Of all the entries below, only the lines from the one with "let group = self.resolver.resolve(item_id);" up to and including the one with "fn remove_worker(&mut self, worker: &str)" are to be duplicated exactly.

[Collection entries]
= = = = = = =

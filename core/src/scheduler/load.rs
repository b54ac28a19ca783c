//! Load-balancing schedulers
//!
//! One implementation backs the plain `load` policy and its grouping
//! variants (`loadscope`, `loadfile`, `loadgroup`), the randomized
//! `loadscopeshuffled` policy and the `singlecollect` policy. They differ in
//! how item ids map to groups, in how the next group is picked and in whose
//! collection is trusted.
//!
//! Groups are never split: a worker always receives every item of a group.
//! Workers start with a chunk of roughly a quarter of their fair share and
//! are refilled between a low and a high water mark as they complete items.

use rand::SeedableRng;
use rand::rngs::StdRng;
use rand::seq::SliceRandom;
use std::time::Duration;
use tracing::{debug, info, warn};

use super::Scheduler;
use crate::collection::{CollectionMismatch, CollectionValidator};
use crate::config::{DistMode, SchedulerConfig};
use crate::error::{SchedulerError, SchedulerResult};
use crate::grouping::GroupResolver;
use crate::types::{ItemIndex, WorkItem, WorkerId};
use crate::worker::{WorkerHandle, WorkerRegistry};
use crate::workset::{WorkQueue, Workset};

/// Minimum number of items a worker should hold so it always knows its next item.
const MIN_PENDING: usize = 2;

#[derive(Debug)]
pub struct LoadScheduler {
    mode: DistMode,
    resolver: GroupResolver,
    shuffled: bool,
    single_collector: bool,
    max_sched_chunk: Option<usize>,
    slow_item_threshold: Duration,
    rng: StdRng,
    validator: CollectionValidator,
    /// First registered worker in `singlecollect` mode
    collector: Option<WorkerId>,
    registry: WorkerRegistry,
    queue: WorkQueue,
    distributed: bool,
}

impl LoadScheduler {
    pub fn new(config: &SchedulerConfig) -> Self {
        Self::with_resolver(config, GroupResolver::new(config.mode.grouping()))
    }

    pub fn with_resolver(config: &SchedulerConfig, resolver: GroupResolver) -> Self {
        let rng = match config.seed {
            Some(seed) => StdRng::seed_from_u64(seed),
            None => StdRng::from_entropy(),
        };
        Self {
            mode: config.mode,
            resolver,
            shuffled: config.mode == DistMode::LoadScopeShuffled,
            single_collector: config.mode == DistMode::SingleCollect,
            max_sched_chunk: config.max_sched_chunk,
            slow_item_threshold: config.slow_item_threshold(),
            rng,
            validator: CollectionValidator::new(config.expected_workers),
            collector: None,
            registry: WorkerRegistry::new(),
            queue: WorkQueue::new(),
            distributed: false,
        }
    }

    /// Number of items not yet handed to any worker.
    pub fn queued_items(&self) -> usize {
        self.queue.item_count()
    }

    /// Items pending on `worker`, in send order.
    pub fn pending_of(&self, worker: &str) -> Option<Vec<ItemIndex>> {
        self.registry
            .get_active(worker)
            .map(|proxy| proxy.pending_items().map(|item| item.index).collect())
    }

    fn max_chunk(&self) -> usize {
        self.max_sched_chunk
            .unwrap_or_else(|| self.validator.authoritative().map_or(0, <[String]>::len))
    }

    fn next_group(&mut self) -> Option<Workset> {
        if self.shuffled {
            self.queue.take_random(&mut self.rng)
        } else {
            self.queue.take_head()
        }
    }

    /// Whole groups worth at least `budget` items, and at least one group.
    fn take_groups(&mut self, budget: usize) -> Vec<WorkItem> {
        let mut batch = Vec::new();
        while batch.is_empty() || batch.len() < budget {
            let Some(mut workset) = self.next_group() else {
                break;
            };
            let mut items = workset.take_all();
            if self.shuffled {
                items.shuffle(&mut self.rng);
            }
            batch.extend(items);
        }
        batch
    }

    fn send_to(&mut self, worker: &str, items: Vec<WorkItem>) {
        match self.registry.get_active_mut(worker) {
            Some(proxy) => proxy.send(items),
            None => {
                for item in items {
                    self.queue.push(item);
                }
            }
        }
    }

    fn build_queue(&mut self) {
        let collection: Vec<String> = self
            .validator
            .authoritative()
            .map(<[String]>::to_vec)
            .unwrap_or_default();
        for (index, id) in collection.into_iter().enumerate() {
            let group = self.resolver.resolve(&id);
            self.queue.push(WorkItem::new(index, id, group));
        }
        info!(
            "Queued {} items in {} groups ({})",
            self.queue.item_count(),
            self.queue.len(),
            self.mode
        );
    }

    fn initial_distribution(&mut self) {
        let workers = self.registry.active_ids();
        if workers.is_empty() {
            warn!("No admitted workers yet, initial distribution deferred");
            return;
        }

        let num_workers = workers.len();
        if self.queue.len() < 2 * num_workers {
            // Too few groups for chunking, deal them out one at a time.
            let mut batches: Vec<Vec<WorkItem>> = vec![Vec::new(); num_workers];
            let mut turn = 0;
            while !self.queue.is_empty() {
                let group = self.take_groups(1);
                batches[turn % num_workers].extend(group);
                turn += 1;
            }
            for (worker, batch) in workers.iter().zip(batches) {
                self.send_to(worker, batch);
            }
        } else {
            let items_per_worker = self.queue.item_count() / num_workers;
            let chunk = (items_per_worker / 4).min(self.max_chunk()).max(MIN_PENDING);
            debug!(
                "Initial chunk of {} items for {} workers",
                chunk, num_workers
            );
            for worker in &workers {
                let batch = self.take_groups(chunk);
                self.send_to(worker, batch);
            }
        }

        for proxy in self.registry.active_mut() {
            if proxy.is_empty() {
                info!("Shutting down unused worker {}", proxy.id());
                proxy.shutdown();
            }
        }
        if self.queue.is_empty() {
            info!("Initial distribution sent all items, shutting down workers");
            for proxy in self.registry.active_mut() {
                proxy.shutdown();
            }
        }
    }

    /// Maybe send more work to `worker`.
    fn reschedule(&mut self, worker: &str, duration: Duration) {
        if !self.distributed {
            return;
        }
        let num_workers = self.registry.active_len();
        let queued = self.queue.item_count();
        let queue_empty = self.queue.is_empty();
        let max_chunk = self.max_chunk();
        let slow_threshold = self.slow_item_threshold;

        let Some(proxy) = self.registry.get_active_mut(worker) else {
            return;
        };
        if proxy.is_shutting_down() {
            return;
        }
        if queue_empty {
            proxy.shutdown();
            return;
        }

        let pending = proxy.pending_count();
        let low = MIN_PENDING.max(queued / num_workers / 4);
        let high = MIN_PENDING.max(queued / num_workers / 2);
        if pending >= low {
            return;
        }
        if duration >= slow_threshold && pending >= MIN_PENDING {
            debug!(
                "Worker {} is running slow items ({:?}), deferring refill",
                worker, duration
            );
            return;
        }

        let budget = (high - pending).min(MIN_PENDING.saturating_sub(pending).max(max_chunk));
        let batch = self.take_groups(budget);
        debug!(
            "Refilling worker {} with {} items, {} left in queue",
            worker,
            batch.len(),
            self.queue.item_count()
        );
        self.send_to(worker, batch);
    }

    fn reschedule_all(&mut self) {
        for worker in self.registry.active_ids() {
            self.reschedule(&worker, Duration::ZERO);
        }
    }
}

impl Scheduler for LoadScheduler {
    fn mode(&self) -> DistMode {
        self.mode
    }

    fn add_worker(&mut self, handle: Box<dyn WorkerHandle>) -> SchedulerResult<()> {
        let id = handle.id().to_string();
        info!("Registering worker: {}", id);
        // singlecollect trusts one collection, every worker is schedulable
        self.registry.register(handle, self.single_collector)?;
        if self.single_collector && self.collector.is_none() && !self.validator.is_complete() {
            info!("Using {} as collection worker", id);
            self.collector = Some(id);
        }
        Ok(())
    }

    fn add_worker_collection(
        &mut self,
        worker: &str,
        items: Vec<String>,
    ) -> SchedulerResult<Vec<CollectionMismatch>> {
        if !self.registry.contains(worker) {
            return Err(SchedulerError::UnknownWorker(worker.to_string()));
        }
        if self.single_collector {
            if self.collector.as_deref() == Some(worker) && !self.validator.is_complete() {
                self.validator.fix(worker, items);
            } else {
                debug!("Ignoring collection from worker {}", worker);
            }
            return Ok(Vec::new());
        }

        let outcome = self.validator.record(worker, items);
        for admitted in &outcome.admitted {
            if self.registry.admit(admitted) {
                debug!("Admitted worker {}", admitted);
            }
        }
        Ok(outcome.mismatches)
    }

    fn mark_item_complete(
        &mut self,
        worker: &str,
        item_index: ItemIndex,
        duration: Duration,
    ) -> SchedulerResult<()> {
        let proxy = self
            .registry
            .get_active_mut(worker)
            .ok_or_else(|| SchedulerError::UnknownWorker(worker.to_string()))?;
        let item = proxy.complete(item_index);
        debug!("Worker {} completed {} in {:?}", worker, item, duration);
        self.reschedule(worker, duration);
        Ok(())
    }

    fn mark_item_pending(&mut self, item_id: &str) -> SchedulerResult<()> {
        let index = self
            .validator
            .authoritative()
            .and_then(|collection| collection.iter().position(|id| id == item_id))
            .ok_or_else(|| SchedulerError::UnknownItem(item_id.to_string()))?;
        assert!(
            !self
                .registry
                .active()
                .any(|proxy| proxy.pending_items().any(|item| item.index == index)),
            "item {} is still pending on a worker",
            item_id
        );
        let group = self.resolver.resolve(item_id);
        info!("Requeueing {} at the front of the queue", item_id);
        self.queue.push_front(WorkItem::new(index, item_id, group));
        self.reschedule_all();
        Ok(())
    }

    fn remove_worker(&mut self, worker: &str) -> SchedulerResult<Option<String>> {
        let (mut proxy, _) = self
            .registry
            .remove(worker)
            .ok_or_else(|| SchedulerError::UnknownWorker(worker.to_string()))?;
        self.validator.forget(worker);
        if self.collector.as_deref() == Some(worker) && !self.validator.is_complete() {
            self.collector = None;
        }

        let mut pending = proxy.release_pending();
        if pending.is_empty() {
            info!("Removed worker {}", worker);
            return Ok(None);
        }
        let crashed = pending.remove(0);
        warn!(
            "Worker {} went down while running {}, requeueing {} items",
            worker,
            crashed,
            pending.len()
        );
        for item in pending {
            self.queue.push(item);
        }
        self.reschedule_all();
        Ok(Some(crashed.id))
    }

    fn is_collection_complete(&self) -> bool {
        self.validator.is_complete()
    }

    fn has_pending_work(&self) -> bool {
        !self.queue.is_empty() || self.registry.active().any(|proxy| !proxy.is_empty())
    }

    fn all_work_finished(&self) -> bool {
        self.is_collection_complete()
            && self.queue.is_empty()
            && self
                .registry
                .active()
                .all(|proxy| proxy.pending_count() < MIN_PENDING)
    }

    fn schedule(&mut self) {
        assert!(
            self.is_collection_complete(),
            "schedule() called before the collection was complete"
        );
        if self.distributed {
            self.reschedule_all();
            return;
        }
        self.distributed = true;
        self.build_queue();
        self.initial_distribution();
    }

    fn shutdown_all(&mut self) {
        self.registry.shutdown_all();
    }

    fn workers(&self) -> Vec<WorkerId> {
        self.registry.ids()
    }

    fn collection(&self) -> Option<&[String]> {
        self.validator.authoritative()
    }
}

= = = = = = =

**Exercise answer:**
        let group = self.resolver.resolve(item_id);
        info!("Requeueing {} at the front of the queue", item_id);
        self.queue.push_front(WorkItem::new(index, item_id, group));
        self.reschedule_all();
        Ok(())
    }

    fn remove_worker(&mut self, worker: &str) -> SchedulerResult<Option<String>> {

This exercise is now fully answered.